In a surprising finale scene, Ruth admit to Wyatt that she killed his father (her uncle) in order to survive the events of Season 1—bringing her criminal and personal lives into collision. 

Both a protective maternal presence and an ambitious criminal, Ruth challenges the one-dimensional stereotyping of women in crime dramas by proving you can have your cake and run from the cartel too.

Wendy and Charlotte Byrde

This mother daughter duo is what Lady Bird would have been like if Greta Gerwig had skipped the coming-of-age narrative and opted for an absolute nightmare. Grappling with the realities of the family’s money laundering antics, Wendy and Charlotte struggle to integrate their respective coping strategies. 

Wendy and Charlotte exist as independent forces capable of influencing the story’s overarching narrative.

Wendy Byrde (Laura Linney), far from your typical mom, spends Season 2 as Marty’s equal by politicking in a way that could make anyone miss Season 1 of House of Cards.
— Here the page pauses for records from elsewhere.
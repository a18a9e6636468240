//! Typed projections and the object-safe handler the engine drives.
//!
//! A [`Projection`] declares which aggregates it follows, decodes their events
//! through its [`EventRegistry`] and reduces each event to idempotent
//! [`Statement`]s. [`Projector`] erases the event type so that one engine can
//! drive many projections.

use crate::registry::{EventRegistry, RegistryError};
use iamstore_types::{
    AggregateType, EventQuery, EventType, ProjectionName, Statement, StoredEvent, TenantId,
};
use thiserror::Error;

/// A projection handler failed on one event.
///
/// Recorded in the failed-event ledger; never surfaced to readers.
#[derive(Debug, Clone, Error, PartialEq, Eq)]
#[error("{message}")]
pub struct ReduceError {
    message: String,
}

impl ReduceError {
    /// Creates a reduce error with the given message.
    pub fn new(message: impl Into<String>) -> Self {
        Self {
            message: message.into(),
        }
    }

    /// The failure message.
    pub fn message(&self) -> &str {
        &self.message
    }
}

impl From<RegistryError> for ReduceError {
    fn from(error: RegistryError) -> Self {
        Self::new(error.to_string())
    }
}

impl From<serde_json::Error> for ReduceError {
    fn from(error: serde_json::Error) -> Self {
        Self::new(error.to_string())
    }
}

/// A materialized view built from a deterministic reducer.
///
/// `reduce` must be a pure function of the event: the engine may hand the same
/// event to it more than once.
///
/// # Example
///
/// ```ignore
/// impl Projection for LoginNames {
///     type Event = UserEvent;
///
///     fn name(&self) -> ProjectionName { self.name.clone() }
///     fn aggregate_types(&self) -> Vec<AggregateType> { vec![self.user.clone()] }
///     fn registry(&self) -> &EventRegistry<UserEvent> { &self.registry }
///
///     fn reduce(&self, event: UserEvent, stored: &StoredEvent) -> Result<Vec<Statement>, ReduceError> {
///         match event {
///             UserEvent::Added(added) => Ok(vec![Statement::Upsert { .. }]),
///             UserEvent::Removed => Ok(vec![Statement::Delete { .. }]),
///         }
///     }
/// }
/// ```
pub trait Projection: Send + Sync + 'static {
    /// Sum type of the events this projection understands.
    type Event;

    /// Unique name of the projection; also its table name in relational backends.
    fn name(&self) -> ProjectionName;

    /// Aggregate types whose events feed the projection.
    fn aggregate_types(&self) -> Vec<AggregateType>;

    /// Decoders for every event type the projection handles.
    fn registry(&self) -> &EventRegistry<Self::Event>;

    /// Turns one decoded event into row changes.
    fn reduce(
        &self,
        event: Self::Event,
        stored: &StoredEvent,
    ) -> Result<Vec<Statement>, ReduceError>;
}

/// Object-safe projection driven by the engine.
pub trait ProjectionHandler: Send + Sync {
    /// Name of the projection.
    fn name(&self) -> &ProjectionName;

    /// Events of `tenant` the projection consumes.
    fn selection(&self, tenant: &TenantId) -> EventQuery;

    /// Turns one stored event into row changes.
    fn handle(&self, event: &StoredEvent) -> Result<Vec<Statement>, ReduceError>;
}

/// Adapter from a typed [`Projection`] to a [`ProjectionHandler`].
#[derive(Debug)]
pub struct Projector<P> {
    projection: P,
    name: ProjectionName,
    aggregate_types: Vec<AggregateType>,
    event_types: Vec<EventType>,
}

impl<P: Projection> Projector<P> {
    /// Wraps a projection, capturing its name and event selection.
    pub fn new(projection: P) -> Self {
        let name = projection.name();
        let aggregate_types = projection.aggregate_types();
        let event_types = projection.registry().event_types();
        Self {
            projection,
            name,
            aggregate_types,
            event_types,
        }
    }

    /// The wrapped projection.
    pub const fn projection(&self) -> &P {
        &self.projection
    }
}

impl<P: Projection> ProjectionHandler for Projector<P> {
    fn name(&self) -> &ProjectionName {
        &self.name
    }

    fn selection(&self, tenant: &TenantId) -> EventQuery {
        EventQuery::tenant(tenant.clone())
            .aggregate_types(self.aggregate_types.iter().cloned())
            .event_types(self.event_types.iter().cloned())
    }

    fn handle(&self, event: &StoredEvent) -> Result<Vec<Statement>, ReduceError> {
        let decoded = self.projection.registry().decode(event)?;
        self.projection.reduce(decoded, event)
    }
}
Despite genre history, Wendy’s smooth maneuvers are neither overly effective nor excessively sexualized. She exists in a real space. 

Her love for her children, dishonorable talents, sexual appeal, and careful calculation operate within a revolving door that allows Laura Linney to really sell Wendy’s decision making—particularly her finale verdict that the Byrdes won’t be leaving the Ozarks anytime soon. 

Alternative to Wendy’s leaning in, Charlotte Byrde (Sofia Hublitz) spends the latter half of the season fighting to get out. Unlike Meadow and AJ Soprano of The Sopranos, Charlotte doesn’t blindly accept what her parents have decide to do. Instead, she takes ownership of her autonomy as a young woman and makes moves to escape. It is unclear if Charlotte will make good on her promise to leave the Byrde family. However, her aggressive moves towards emancipation develop her capacity to maneuver effectively in future scenarios.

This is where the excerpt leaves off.